Typical for this breed size

Check-in cadence

Weekly to monthly

Suggested rhythm

<16 w weekly | 16-32 w biweekly | 32 w+ monthly

Portuguese Water Dog weight quick answers

Use these answers when you need the practical version first. The right Portuguese Water Dog weight is not just the scale number; it is the number plus ribs, waist, muscle, coat, water activity, and recovery.

Males are 42-60 lb; females are 35-50 lb

The official standard lists males at 20-23 inches and 42-60 lb, and females at 17-21 inches and 35-50 lb.

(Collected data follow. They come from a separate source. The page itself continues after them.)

// src/db/memory_store.rs
// BookingStore em memória para os testes do funil e das rotas.

use std::sync::{
    atomic::{AtomicBool, Ordering},
    Mutex,
};

use async_trait::async_trait;
use chrono::{NaiveDate, Utc};
use uuid::Uuid;

use crate::{
    common::error::AppError,
    db::BookingStore,
    models::{
        appointments::{Appointment, AppointmentStatus, NewAppointment},
        catalog::{Service, StaffAvailability, StaffMember},
        crm::{Customer, CustomerCredential, IdentityType, NewCredential, NewCustomer},
        tenancy::{SchedulingType, Tenant},
    },
};

#[derive(Default)]
struct State {
    tenants: Vec<Tenant>,
    services: Vec<Service>,
    staff: Vec<StaffMember>,
    availability: Vec<StaffAvailability>,
    appointments: Vec<Appointment>,
    customers: Vec<Customer>,
    credentials: Vec<CustomerCredential>,
}

#[derive(Default)]
pub struct InMemoryStore {
    state: Mutex<State>,
    fail_writes: AtomicBool,
}

impl InMemoryStore {
    pub fn new() -> Self {
        Self::default()
    }

    pub fn add_tenant(&self, tenant: Tenant) {
        self.state.lock().unwrap().tenants.push(tenant);
    }

    pub fn add_service(&self, service: Service) {
        self.state.lock().unwrap().services.push(service);
    }

    pub fn add_staff(&self, staff: StaffMember) {
        self.state.lock().unwrap().staff.push(staff);
    }

    pub fn add_availability(&self, row: StaffAvailability) {
        self.state.lock().unwrap().availability.push(row);
    }

    pub fn add_appointment(&self, appointment: Appointment) {
        self.state.lock().unwrap().appointments.push(appointment);
    }

    pub fn appointments(&self) -> Vec<Appointment> {
        self.state.lock().unwrap().appointments.clone()
    }

    pub fn customers(&self) -> Vec<Customer> {
        self.state.lock().unwrap().customers.clone()
    }

    pub fn credentials(&self) -> Vec<CustomerCredential> {
        self.state.lock().unwrap().credentials.clone()
    }

    /// Simula queda do banco nas gravações.
    pub fn set_fail_writes(&self, fail: bool) {
        self.fail_writes.store(fail, Ordering::SeqCst);
    }

    fn check_writable(&self) -> Result<(), AppError> {
        if self.fail_writes.load(Ordering::SeqCst) {
            return Err(AppError::InternalServerError(anyhow::anyhow!(
                "conexão com o banco perdida"
            )));
        }
        Ok(())
    }
}

#[async_trait]
impl BookingStore for InMemoryStore {
    async fn find_tenant_by_slug(&self, slug: &str) -> Result<Option<Tenant>, AppError> {
        let state = self.state.lock().unwrap();
        Ok(state.tenants.iter().find(|t| t.slug == slug).cloned())
    }

    async fn list_services(&self, tenant_id: Uuid) -> Result<Vec<Service>, AppError> {
        let state = self.state.lock().unwrap();
        Ok(state
            .services
            .iter()
            .filter(|s| s.tenant_id == tenant_id && s.is_active)
            .cloned()
            .collect())
    }

    async fn list_staff(&self, tenant_id: Uuid) -> Result<Vec<StaffMember>, AppError> {
        let state = self.state.lock().unwrap();
        Ok(state
            .staff
            .iter()
            .filter(|s| s.tenant_id == tenant_id && s.is_active)
            .cloned()
            .collect())
    }

    async fn list_availability(&self, tenant_id: Uuid) -> Result<Vec<StaffAvailability>, AppError> {
        let state = self.state.lock().unwrap();
        let staff_ids: Vec<Uuid> = state
            .staff
            .iter()
            .filter(|s| s.tenant_id == tenant_id)
            .map(|s| s.id)
            .collect();
        Ok(state
            .availability
            .iter()
            .filter(|row| staff_ids.contains(&row.employee_id))
            .cloned()
            .collect())
    }

    async fn list_appointments_around(
        &self,
        tenant: &Tenant,
        _day: NaiveDate,
    ) -> Result<Vec<Appointment>, AppError> {
        let state = self.state.lock().unwrap();
        Ok(state
            .appointments
            .iter()
            .filter(|a| a.tenant_id == tenant.id)
            .cloned()
            .collect())
    }

    async fn find_customer_by_document(
        &self,
        tenant_id: Uuid,
        document_number: &str,
    ) -> Result<Option<Customer>, AppError> {
        let state = self.state.lock().unwrap();
        Ok(state
            .customers
            .iter()
            .find(|c| c.tenant_id == tenant_id && c.document_number.as_deref() == Some(document_number))
            .cloned())
    }

    async fn find_customer_by_email(
        &self,
        tenant_id: Uuid,
        email: &str,
    ) -> Result<Option<Customer>, AppError> {
        let state = self.state.lock().unwrap();
        Ok(state
            .customers
            .iter()
            .find(|c| {
                c.tenant_id == tenant_id
                    && c.email.as_deref().is_some_and(|e| e.eq_ignore_ascii_case(email))
            })
            .cloned())
    }

    async fn find_credential(
        &self,
        tenant_id: Uuid,
        customer_id: Uuid,
        identity_type: IdentityType,
    ) -> Result<Option<CustomerCredential>, AppError> {
        let state = self.state.lock().unwrap();
        Ok(state
            .credentials
            .iter()
            .find(|c| {
                c.tenant_id == tenant_id
                    && c.customer_id == customer_id
                    && c.identity_type == identity_type
            })
            .cloned())
    }

    async fn create_customer_with_credentials(
        &self,
        new: NewCustomer,
        credentials: Vec<NewCredential>,
    ) -> Result<Customer, AppError> {
        self.check_writable()?;
        let mut state = self.state.lock().unwrap();

        let duplicate = state.customers.iter().any(|c| {
            c.tenant_id == new.tenant_id && c.document_number.as_deref() == Some(&new.document_number)
        });
        if duplicate {
            return Err(AppError::CustomerAlreadyExists);
        }

        let now = Utc::now();
        let customer = Customer {
            id: Uuid::new_v4(),
            tenant_id: new.tenant_id,
            full_name: new.full_name,
            document_number: Some(new.document_number),
            email: new.email,
            phone: new.phone,
            created_at: now,
            updated_at: now,
        };

        for credential in credentials {
            state.credentials.push(CustomerCredential {
                id: Uuid::new_v4(),
                tenant_id: customer.tenant_id,
                customer_id: customer.id,
                identity_type: credential.identity_type,
                identifier: credential.identifier,
                password_hash: credential.password_hash,
                created_at: now,
            });
        }
        state.customers.push(customer.clone());

        Ok(customer)
    }

    async fn insert_appointment(
        &self,
        new: NewAppointment,
        scheduling_type: SchedulingType,
    ) -> Result<Appointment, AppError> {
        self.check_writable()?;
        let mut state = self.state.lock().unwrap();

        let taken = state.appointments.iter().any(|a| {
            a.tenant_id == new.tenant_id
                && a.status != AppointmentStatus::Cancelled
                && (scheduling_type == SchedulingType::Shared || a.employee_id == new.employee_id)
                && a.start_at < new.end_at
                && a.effective_end(0) > new.start_at
        });
        if taken {
            return Err(AppError::SlotUnavailable);
        }

        let appointment = Appointment {
            id: Uuid::new_v4(),
            tenant_id: new.tenant_id,
            service_id: new.service_id,
            employee_id: new.employee_id,
            customer_id: Some(new.customer_id),
            start_at: new.start_at,
            end_at: Some(new.end_at),
            duration_minutes: Some(new.duration_minutes),
            status: new.status,
            channel: new.channel,
            price: Some(new.price),
            currency: Some(new.currency),
            metadata: new.metadata,
            created_at: Utc::now(),
        };
        state.appointments.push(appointment.clone());

        Ok(appointment)
    }
}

A healthy adult should feel sturdy, muscular, and athletic under the coat.

Most look close to adult size by 12-15 months

Many Portuguese Water Dogs have most of their height by the end of the first year, then finish muscle, chest, coat, and working condition through about 18-24 months.

Feel the dog under the curls

Curly or wavy coat can hide extra padding or weight loss. Check ribs, waist, abdomen, shoulder muscle, loin, and tail base by hand, especially before and after grooming.

Swimming changes calories, but not the goal

Hard water play, training, and long active weeks may increase food needs. The goal is still a fit water-working dog with stamina and a findable waist, not a soft body hidden by coat.

Portuguese Water Dog Weight Chart by Age

Portuguese Water Dog puppies grow into sturdy, muscular, medium-sized working dogs with enough strength and stamina for water work. The healthiest trend is steady gain without losing rib feel, waist shape, comfortable movement, or normal recovery after activity.

Use this chart as owner planning context, not a diagnosis. The official adult ranges are 42-60 lb for males and 35-50 lb for females, but sex, height, frame, family line, coat, swimming, training rewards, body condition, health history, and veterinary guidance decide the healthy target for an individual dog.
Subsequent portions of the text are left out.